## Activity:
Work out how many lines in the entries below include the word "impl". Give nothing but the number.

## Exercise data:
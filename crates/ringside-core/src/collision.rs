//! 2-D collision space: a spatial hash over convex polygons and circles
//! with overlap queries that yield a separation depth and direction.
//!
//! All queries are deterministic: cells enumerate colliders in key order
//! and the separating-axis scan walks axes in a fixed order.

#[derive(Clone, Copy, Debug, Default, PartialEq)]
pub struct Vec2 {
    pub x: f64,
    pub y: f64,
}

impl Vec2 {
    pub const fn new(x: f64, y: f64) -> Self {
        Self { x, y }
    }

    fn dot(self, rhs: Vec2) -> f64 {
        self.x * rhs.x + self.y * rhs.y
    }

    fn len(self) -> f64 {
        self.dot(self).sqrt()
    }
}

/// Shape geometry relative to the collider anchor. Polygon points must be
/// convex and wound consistently; a circle occupies the AABB
/// `[x, x+2r] × [y, y+2r]` like a rect of the same size.
#[derive(Clone, Debug)]
pub enum ColliderShape {
    Polygon { points: Vec<Vec2> },
    Circle { radius: f64 },
}

/// What a collider stands for; carried opaquely and matched by phase logic.
#[derive(Clone, Copy, Debug, PartialEq, Eq)]
pub enum ColliderTag {
    Player(i32),
    Barrier(i32),
    Bullet(i32),
}

#[derive(Clone, Debug)]
pub struct Collider {
    pub x: f64,
    pub y: f64,
    pub shape: ColliderShape,
    pub tag: ColliderTag,
}

impl Collider {
    /// Axis-aligned rectangle with its anchor at the bottom-left corner.
    pub fn rect(x: f64, y: f64, w: f64, h: f64, tag: ColliderTag) -> Self {
        Self {
            x,
            y,
            shape: ColliderShape::Polygon {
                points: vec![
                    Vec2::new(0.0, 0.0),
                    Vec2::new(w, 0.0),
                    Vec2::new(w, h),
                    Vec2::new(0.0, h),
                ],
            },
            tag,
        }
    }

    pub fn polygon(x: f64, y: f64, points: Vec<Vec2>, tag: ColliderTag) -> Self {
        Self {
            x,
            y,
            shape: ColliderShape::Polygon { points },
            tag,
        }
    }

    pub fn circle(x: f64, y: f64, radius: f64, tag: ColliderTag) -> Self {
        Self {
            x,
            y,
            shape: ColliderShape::Circle { radius },
            tag,
        }
    }

    fn aabb(&self) -> (f64, f64, f64, f64) {
        match &self.shape {
            ColliderShape::Polygon { points } => {
                let (mut min_x, mut min_y) = (f64::MAX, f64::MAX);
                let (mut max_x, mut max_y) = (f64::MIN, f64::MIN);
                for p in points {
                    min_x = min_x.min(p.x);
                    min_y = min_y.min(p.y);
                    max_x = max_x.max(p.x);
                    max_y = max_y.max(p.y);
                }
                (
                    self.x + min_x,
                    self.y + min_y,
                    self.x + max_x,
                    self.y + max_y,
                )
            },
            ColliderShape::Circle { radius } => (
                self.x,
                self.y,
                self.x + 2.0 * radius,
                self.y + 2.0 * radius,
            ),
        }
    }

    fn world_points(&self) -> Vec<Vec2> {
        match &self.shape {
            ColliderShape::Polygon { points } => points
                .iter()
                .map(|p| Vec2::new(self.x + p.x, self.y + p.y))
                .collect(),
            ColliderShape::Circle { .. } => Vec::new(),
        }
    }

    fn center(&self) -> Vec2 {
        let (min_x, min_y, max_x, max_y) = self.aabb();
        Vec2::new((min_x + max_x) * 0.5, (min_y + max_y) * 0.5)
    }
}

/// Result of an overlap test between colliders `a` and `b`: `(nx, ny)` is
/// the unit direction from `a` toward `b` along the axis of least
/// penetration, so moving `a` by `-depth·(nx, ny)` separates the pair.
#[derive(Clone, Copy, Debug, PartialEq)]
pub struct Overlap {
    pub depth: f64,
    pub nx: f64,
    pub ny: f64,
}

impl Overlap {
    /// The world-space vector to subtract from `a`'s position.
    pub fn pushback(&self) -> (f64, f64) {
        (self.depth * self.nx, self.depth * self.ny)
    }
}

pub type ColliderKey = usize;

pub struct CollisionSpace {
    width: f64,
    height: f64,
    cell_w: f64,
    cell_h: f64,
    cols: usize,
    rows: usize,
    cells: Vec<Vec<ColliderKey>>,
    colliders: Vec<Option<Collider>>,
    free_keys: Vec<ColliderKey>,
}

impl CollisionSpace {
    pub fn new(discrete_w: i32, discrete_h: i32, tile_w: i32, tile_h: i32) -> Self {
        let cols = discrete_w.max(1) as usize;
        let rows = discrete_h.max(1) as usize;
        Self {
            width: f64::from(discrete_w * tile_w),
            height: f64::from(discrete_h * tile_h),
            cell_w: f64::from(tile_w),
            cell_h: f64::from(tile_h),
            cols,
            rows,
            cells: vec![Vec::new(); cols * rows],
            colliders: Vec::new(),
            free_keys: Vec::new(),
        }
    }

    pub fn width(&self) -> f64 {
        self.width
    }

    pub fn height(&self) -> f64 {
        self.height
    }

    pub fn add(&mut self, collider: Collider) -> ColliderKey {
        let key = match self.free_keys.pop() {
            Some(k) => {
                self.colliders[k] = Some(collider);
                k
            },
            None => {
                self.colliders.push(Some(collider));
                self.colliders.len() - 1
            },
        };
        self.insert_into_cells(key);
        key
    }

    pub fn remove(&mut self, key: ColliderKey) -> Option<Collider> {
        self.colliders.get(key)?.as_ref()?;
        self.remove_from_cells(key);
        let collider = self.colliders[key].take();
        self.free_keys.push(key);
        collider
    }

    pub fn get(&self, key: ColliderKey) -> Option<&Collider> {
        self.colliders.get(key)?.as_ref()
    }

    pub fn position(&self, key: ColliderKey) -> (f64, f64) {
        match self.get(key) {
            Some(c) => (c.x, c.y),
            None => (0.0, 0.0),
        }
    }

    /// Move a collider and re-bucket it.
    pub fn set_position(&mut self, key: ColliderKey, x: f64, y: f64) {
        if self.colliders.get(key).map(Option::is_none).unwrap_or(true) {
            return;
        }
        self.remove_from_cells(key);
        if let Some(c) = self.colliders[key].as_mut() {
            c.x = x;
            c.y = y;
        }
        self.insert_into_cells(key);
    }

    /// Keys of every other collider sharing a cell with `key`'s AABB,
    /// deduplicated and in ascending key order.
    pub fn potentials(&self, key: ColliderKey) -> Vec<ColliderKey> {
        let Some(collider) = self.get(key) else {
            return Vec::new();
        };
        let (c0, r0, c1, r1) = self.cell_range(collider.aabb());
        let mut found = Vec::new();
        for row in r0..=r1 {
            for col in c0..=c1 {
                for &other in &self.cells[row * self.cols + col] {
                    if other != key {
                        found.push(other);
                    }
                }
            }
        }
        found.sort_unstable();
        found.dedup();
        found
    }

    /// Narrow-phase test between two stored colliders.
    pub fn check_overlap(&self, a: ColliderKey, b: ColliderKey) -> Option<Overlap> {
        let ca = self.get(a)?;
        let cb = self.get(b)?;
        overlap_colliders(ca, cb)
    }

    fn cell_range(&self, (min_x, min_y, max_x, max_y): (f64, f64, f64, f64)) -> (usize, usize, usize, usize) {
        let clamp_col = |w: f64| -> usize {
            ((w / self.cell_w).floor().max(0.0) as usize).min(self.cols - 1)
        };
        let clamp_row = |h: f64| -> usize {
            ((h / self.cell_h).floor().max(0.0) as usize).min(self.rows - 1)
        };
        (clamp_col(min_x), clamp_row(min_y), clamp_col(max_x), clamp_row(max_y))
    }

    fn insert_into_cells(&mut self, key: ColliderKey) {
        let aabb = match self.colliders[key].as_ref() {
            Some(c) => c.aabb(),
            None => return,
        };
        let (c0, r0, c1, r1) = self.cell_range(aabb);
        for row in r0..=r1 {
            for col in c0..=c1 {
                self.cells[row * self.cols + col].push(key);
            }
        }
    }

    fn remove_from_cells(&mut self, key: ColliderKey) {
        let aabb = match self.colliders[key].as_ref() {
            Some(c) => c.aabb(),
            None => return,
        };
        let (c0, r0, c1, r1) = self.cell_range(aabb);
        for row in r0..=r1 {
            for col in c0..=c1 {
                self.cells[row * self.cols + col].retain(|&k| k != key);
            }
        }
    }
}

/// Separating-axis overlap between two colliders in world space.
pub fn overlap_colliders(a: &Collider, b: &Collider) -> Option<Overlap> {
    match (&a.shape, &b.shape) {
        (ColliderShape::Circle { radius: ra }, ColliderShape::Circle { radius: rb }) => {
            let ca = Vec2::new(a.x + ra, a.y + ra);
            let cb = Vec2::new(b.x + rb, b.y + rb);
            overlap_circles(ca, *ra, cb, *rb)
        },
        (ColliderShape::Circle { radius }, ColliderShape::Polygon { .. }) => {
            let center = Vec2::new(a.x + radius, a.y + radius);
            overlap_circle_polygon(center, *radius, &b.world_points())
        },
        (ColliderShape::Polygon { .. }, ColliderShape::Circle { radius }) => {
            let center = Vec2::new(b.x + radius, b.y + radius);
            overlap_circle_polygon(center, *radius, &a.world_points()).map(|o| Overlap {
                depth: o.depth,
                nx: -o.nx,
                ny: -o.ny,
            })
        },
        (ColliderShape::Polygon { .. }, ColliderShape::Polygon { .. }) => {
            overlap_polygons(&a.world_points(), a.center(), &b.world_points(), b.center())
        },
    }
}

fn project(points: &[Vec2], axis: Vec2) -> (f64, f64) {
    let mut min = f64::MAX;
    let mut max = f64::MIN;
    for p in points {
        let d = p.dot(axis);
        min = min.min(d);
        max = max.max(d);
    }
    (min, max)
}

fn edge_normals(points: &[Vec2], out: &mut Vec<Vec2>) {
    for i in 0..points.len() {
        let p0 = points[i];
        let p1 = points[(i + 1) % points.len()];
        let edge = Vec2::new(p1.x - p0.x, p1.y - p0.y);
        let len = edge.len();
        if len <= f64::EPSILON {
            continue;
        }
        out.push(Vec2::new(-edge.y / len, edge.x / len));
    }
}

fn overlap_polygons(
    pa: &[Vec2],
    center_a: Vec2,
    pb: &[Vec2],
    center_b: Vec2,
) -> Option<Overlap> {
    let mut axes = Vec::with_capacity(pa.len() + pb.len());
    edge_normals(pa, &mut axes);
    edge_normals(pb, &mut axes);

    let mut best_depth = f64::MAX;
    let mut best_axis = Vec2::new(0.0, 0.0);
    for axis in axes {
        let (min_a, max_a) = project(pa, axis);
        let (min_b, max_b) = project(pb, axis);
        let depth = max_a.min(max_b) - min_a.max(min_b);
        if depth <= 0.0 {
            return None;
        }
        if depth < best_depth {
            best_depth = depth;
            best_axis = axis;
        }
    }

    Some(orient(best_depth, best_axis, center_a, center_b))
}

fn overlap_circle_polygon(center: Vec2, radius: f64, poly: &[Vec2]) -> Option<Overlap> {
    let mut axes = Vec::with_capacity(poly.len() + 1);
    edge_normals(poly, &mut axes);

    // Axis toward the polygon vertex closest to the circle center covers
    // the corner case the edge normals miss.
    let mut closest = poly[0];
    let mut closest_d2 = f64::MAX;
    for p in poly {
        let d = Vec2::new(p.x - center.x, p.y - center.y);
        let d2 = d.dot(d);
        if d2 < closest_d2 {
            closest_d2 = d2;
            closest = *p;
        }
    }
    let to_closest = Vec2::new(closest.x - center.x, closest.y - center.y);
    let len = to_closest.len();
    if len > f64::EPSILON {
        axes.push(Vec2::new(to_closest.x / len, to_closest.y / len));
    }

    let mut best_depth = f64::MAX;
    let mut best_axis = Vec2::new(0.0, 0.0);
    for axis in axes {
        let c = center.dot(axis);
        let (min_a, max_a) = (c - radius, c + radius);
        let (min_b, max_b) = project(poly, axis);
        let depth = max_a.min(max_b) - min_a.max(min_b);
        if depth <= 0.0 {
            return None;
        }
        if depth < best_depth {
            best_depth = depth;
            best_axis = axis;
        }
    }

    let mut poly_center = Vec2::new(0.0, 0.0);
    for p in poly {
        poly_center.x += p.x;
        poly_center.y += p.y;
    }
    poly_center.x /= poly.len() as f64;
    poly_center.y /= poly.len() as f64;

    Some(orient(best_depth, best_axis, center, poly_center))
}

fn overlap_circles(ca: Vec2, ra: f64, cb: Vec2, rb: f64) -> Option<Overlap> {
    let d = Vec2::new(cb.x - ca.x, cb.y - ca.y);
    let dist = d.len();
    let depth = ra + rb - dist;
    if depth <= 0.0 {
        return None;
    }
    if dist <= f64::EPSILON {
        // Coincident centers: any direction separates.
        return Some(Overlap {
            depth,
            nx: 1.0,
            ny: 0.0,
        });
    }
    Some(Overlap {
        depth,
        nx: d.x / dist,
        ny: d.y / dist,
    })
}

fn orient(depth: f64, axis: Vec2, center_a: Vec2, center_b: Vec2) -> Overlap {
    let a_to_b = Vec2::new(center_b.x - center_a.x, center_b.y - center_a.y);
    if a_to_b.dot(axis) < 0.0 {
        Overlap {
            depth,
            nx: -axis.x,
            ny: -axis.y,
        }
    } else {
        Overlap {
            depth,
            nx: axis.x,
            ny: axis.y,
        }
    }
}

## Written reply:
4